_Exercise_
Output exactly the lines from the line with "assert!(cloud.requests().is_empty());" through the end of the records below. Include nothing else.

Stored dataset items
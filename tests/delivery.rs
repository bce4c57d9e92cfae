mod common;

use common::{sender_config, shared_key_pem, MockCloud};
use crypto_replicator::{DeliverySender, EncryptedEnvelope, HybridEncryptor, Operation};
use serde_json::json;

fn envelope(table: &str, n: u64) -> EncryptedEnvelope {
    let (public_pem, _) = shared_key_pem();
    HybridEncryptor::from_public_pem("key-delivery", public_pem)
        .unwrap()
        .encrypt(&json!({"id": n}), table, Operation::Insert)
        .unwrap()
}

#[tokio::test]
async fn test_posts_each_envelope_with_bearer_token() {
    let cloud = MockCloud::start(&[]).await;
    let mut sender = DeliverySender::new(sender_config(Some(cloud.url()), 2, 3));
    sender.connect().unwrap();

    let first = envelope("orders", 1);
    let second = envelope("payments", 2);
    assert!(sender.send(first.clone()).await.unwrap().is_none());
    let result = sender.send(second.clone()).await.unwrap().unwrap();

    assert_eq!(result.sent_count, 2);
    assert!(result.success());

    let requests = cloud.requests();
    assert_eq!(requests.len(), 2);
    for request in &requests {
        assert_eq!(request.method, "POST");
        assert_eq!(request.path, "/envelopes");
        assert_eq!(request.header("authorization"), Some("Bearer test-token"));
        assert_eq!(request.header("content-type"), Some("application/json"));
    }

    // FIFO order, byte-exact envelopes
    assert_eq!(EncryptedEnvelope::deserialize(&requests[0].body).unwrap(), first);
    assert_eq!(EncryptedEnvelope::deserialize(&requests[1].body).unwrap(), second);
    assert_ne!(
        requests[0].header("idempotency-key"),
        requests[1].header("idempotency-key")
    );
}

#[tokio::test]
async fn test_trailing_slash_in_base_url() {
    let cloud = MockCloud::start(&[]).await;
    let mut sender = DeliverySender::new(sender_config(Some(format!("{}/", cloud.url())), 1, 0));
    sender.connect().unwrap();

    sender.send(envelope("orders", 1)).await.unwrap();
    assert_eq!(cloud.requests()[0].path, "/envelopes");
}

#[tokio::test]
async fn test_retries_server_error_then_succeeds() {
    let cloud = MockCloud::start(&[503, 429]).await;
    let mut sender = DeliverySender::new(sender_config(Some(cloud.url()), 10, 3));
    sender.connect().unwrap();

    sender.send(envelope("orders", 1)).await.unwrap();
    let result = sender.flush().await.unwrap();

    assert_eq!(result.sent_count, 1);
    assert_eq!(result.failed_count, 0);

    let requests = cloud.requests();
    assert_eq!(requests.len(), 3);
    let key = requests[0].header("idempotency-key").unwrap();
    assert!(requests.iter().all(|r| r.header("idempotency-key") == Some(key)));
    assert!(requests.windows(2).all(|w| w[0].body == w[1].body));
}

#[tokio::test]
async fn test_client_error_is_not_retried() {
    let cloud = MockCloud::start(&[400]).await;
    let mut sender = DeliverySender::new(sender_config(Some(cloud.url()), 10, 3));
    sender.connect().unwrap();

    sender.send(envelope("orders", 1)).await.unwrap();
    sender.send(envelope("orders", 2)).await.unwrap();
    let result = sender.flush().await.unwrap();

    // the first envelope fails outright, the second still goes out
    assert_eq!(result.sent_count, 1);
    assert_eq!(result.failed_count, 1);
    assert!(result.errors[0].contains("400"), "{:?}", result.errors);
    assert_eq!(cloud.requests().len(), 2);
    assert_eq!(sender.buffered(), 0);
}

#[tokio::test]
async fn test_exhausted_retries_drop_envelope() {
    let cloud = MockCloud::start(&[500, 502, 504]).await;
    let mut sender = DeliverySender::new(sender_config(Some(cloud.url()), 10, 2));
    sender.connect().unwrap();

    sender.send(envelope("orders", 1)).await.unwrap();
    let result = sender.flush().await.unwrap();

    assert_eq!(result.sent_count, 0);
    assert_eq!(result.failed_count, 1);
    assert_eq!(cloud.requests().len(), 3);
    assert_eq!(sender.buffered(), 0);
    assert_eq!(sender.stats().failed, 1);

    // nothing is re-queued
    assert_eq!(sender.flush().await.unwrap().total(), 0);
    assert_eq!(cloud.requests().len(), 3);
}

#[tokio::test]
async fn test_unreachable_endpoint_fails_after_retries() {
    let listener = std::net::TcpListener::bind("127.0.0.1:0").unwrap();
    let url = format!("http://{}", listener.local_addr().unwrap());
    drop(listener);

    let mut sender = DeliverySender::new(sender_config(Some(url), 10, 1));
    sender.connect().unwrap();
    sender.send(envelope("orders", 1)).await.unwrap();

    let result = sender.flush().await.unwrap();
    assert_eq!(result.failed_count, 1);
    assert!(result.errors[0].contains("request failed"), "{:?}", result.errors);
}

#[tokio::test]
async fn test_disconnect_flushes_remaining() {
    let cloud = MockCloud::start(&[]).await;
    let mut sender = DeliverySender::new(sender_config(Some(cloud.url()), 100, 0));
    sender.connect().unwrap();

    for n in 0..3 {
        sender.send(envelope("orders", n)).await.unwrap();
    }
    assert!(cloud.requests().is_empty());

    let result = sender.disconnect().await.unwrap();
    assert_eq!(result.sent_count, 3);
    assert_eq!(cloud.requests().len(), 3);
    assert!(!sender.is_connected());
}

_Written solution_
    assert!(cloud.requests().is_empty());

    let result = sender.disconnect().await.unwrap();
    assert_eq!(result.sent_count, 3);
    assert_eq!(cloud.requests().len(), 3);
    assert!(!sender.is_connected());
}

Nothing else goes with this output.